And it is this: why the hell do I have to defend my hobby to obnoxious busy-bodies who have nothing better to do than declare it evil? Sure, that's the reality we live in, and sure, we have to do something to keep state governments from ordering all copies of GTA burned. But intellectually speaking, I do not feel like it is suddenly my responsibility to become a well-spoken pro-gaming crusader who has to fly around the Internet proving how adorable and snuggly I really am.
We have a long-standing social problem here, which is that people in a free society should not be flying off the handle and trying to ban everything they don't appreciate because it offends their God or personal sense of moral or social righteousness. America has been a country with (more or less) unlimited free speech for 250 years now, and yet for some reason we still have great gobs of people who think their mission is to force us all to conform to their privately held vision of utopia.

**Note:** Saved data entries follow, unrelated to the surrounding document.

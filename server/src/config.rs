//! Configuration management for the server.

use std::env;
use std::path::PathBuf;

/// Server configuration loaded from environment variables.
#[derive(Debug, Clone)]
pub struct Config {
    /// Server host address
    pub host: String,
    /// Server port
    pub port: u16,
    /// SQLite connection URL
    pub database_url: String,
    /// Directory holding persisted backups
    pub backup_dir: PathBuf,
    /// Installation root that `uploads/points/...` paths are relative to
    pub upload_root: PathBuf,
    /// Largest accepted request body, in bytes
    pub max_upload_bytes: usize,
}

impl Default for Config {
    fn default() -> Self {
        Self {
            host: "0.0.0.0".to_string(),
            port: 3000,
            database_url: "sqlite://waymark.db".to_string(),
            backup_dir: PathBuf::from("backups"),
            upload_root: PathBuf::from("."),
            max_upload_bytes: 256 * 1024 * 1024,
        }
    }
}

impl Config {
    /// Load configuration from environment variables.
    pub fn from_env() -> Result<Self, ConfigError> {
        let defaults = Self::default();

        let host = env::var("HOST").unwrap_or(defaults.host);

        let port = match env::var("PORT") {
            Ok(value) => value.parse().map_err(|_| ConfigError::InvalidPort(value))?,
            Err(_) => defaults.port,
        };

        let database_url = env::var("DATABASE_URL").unwrap_or(defaults.database_url);

        let backup_dir = env::var("BACKUP_DIR")
            .map(PathBuf::from)
            .unwrap_or(defaults.backup_dir);

        let upload_root = env::var("UPLOAD_ROOT")
            .map(PathBuf::from)
            .unwrap_or(defaults.upload_root);

        let max_upload_bytes = match env::var("MAX_UPLOAD_MB") {
            Ok(value) => parse_megabytes(&value).ok_or(ConfigError::InvalidUploadLimit(value))?,
            Err(_) => defaults.max_upload_bytes,
        };

        Ok(Self {
            host,
            port,
            database_url,
            backup_dir,
            upload_root,
            max_upload_bytes,
        })
    }
}

fn parse_megabytes(value: &str) -> Option<usize> {
    let mb: usize = value.trim().parse().ok()?;
    if mb == 0 {
        return None;
    }
    mb.checked_mul(1024 * 1024)
}

/// Configuration errors.
#[derive(Debug, thiserror::Error)]
pub enum ConfigError {
    #[error("Invalid PORT value: {0}")]
    InvalidPort(String),

    #[error("Invalid MAX_UPLOAD_MB value: {0}")]
    InvalidUploadLimit(String),
}
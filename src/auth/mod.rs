pub mod auth;
pub mod jwt;
pub mod middleware;
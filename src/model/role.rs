use strum_macros::{Display, EnumString};

#[derive(Debug, Copy, Clone, Eq, PartialEq, Display, EnumString)]
#[strum(serialize_all = "snake_case", ascii_case_insensitive)]
pub enum Role {
    Admin = 1,
    BranchManager = 2,
    Employee = 3,
}

impl Role {
    pub fn from_id(id: u8) -> Option<Self> {
        match id {
            1 => Some(Role::Admin),
            2 => Some(Role::BranchManager),
            3 => Some(Role::Employee),
            _ => None,
        }
    }
}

THEY ARE THE ONES WITH THE PROBLEM, AND THE LAW HAS REPEATEDLY UPHELD THIS. The only way gamers can adequately defend themselves from anti-game laws is with pro-gamer and simply anti-anti-media lawyers who are trained to do so. The idea that gamers being less fanboyish will somehow stop the anti-game crusaders is probably true over a very long span of time, but here and now, being nicer isn't going to fix anything. That's because people who hate games don't hate the games because of the gamers or even the games themselves - they hate EVERYTHING that detracts from what they've decided people or society "must needs" be doing.
Now of course, everyone being nicer to and more understanding of everyone can only make social interactions a bit nicer. And it's not like you were suggesting we go out of our way to be extra-super-nice or something. But I still feel like you're obligating us to go on an offensive we should not have to go on.
Like you say in the article, gamers are everywhere, yet we're still being thought of by some people as a lunatic minority. Like you also say, the people who think this are on the wrong side of history. I say, let's defend ourselves legally as long as we have to until the Anti-stuff people move on, and otherwise, go about our daily business.
Fanboys will never go away, and the people with an anti-game axe to grind will never stop citing fanboy behavior as the reason games are evil. I'm not going to make an extra effort to be nice to people who despise me for doing something that jerks they've heard of also happen to do. Nobody owes anybody that.
Of course, I'm more or less a nice guy anyway, so...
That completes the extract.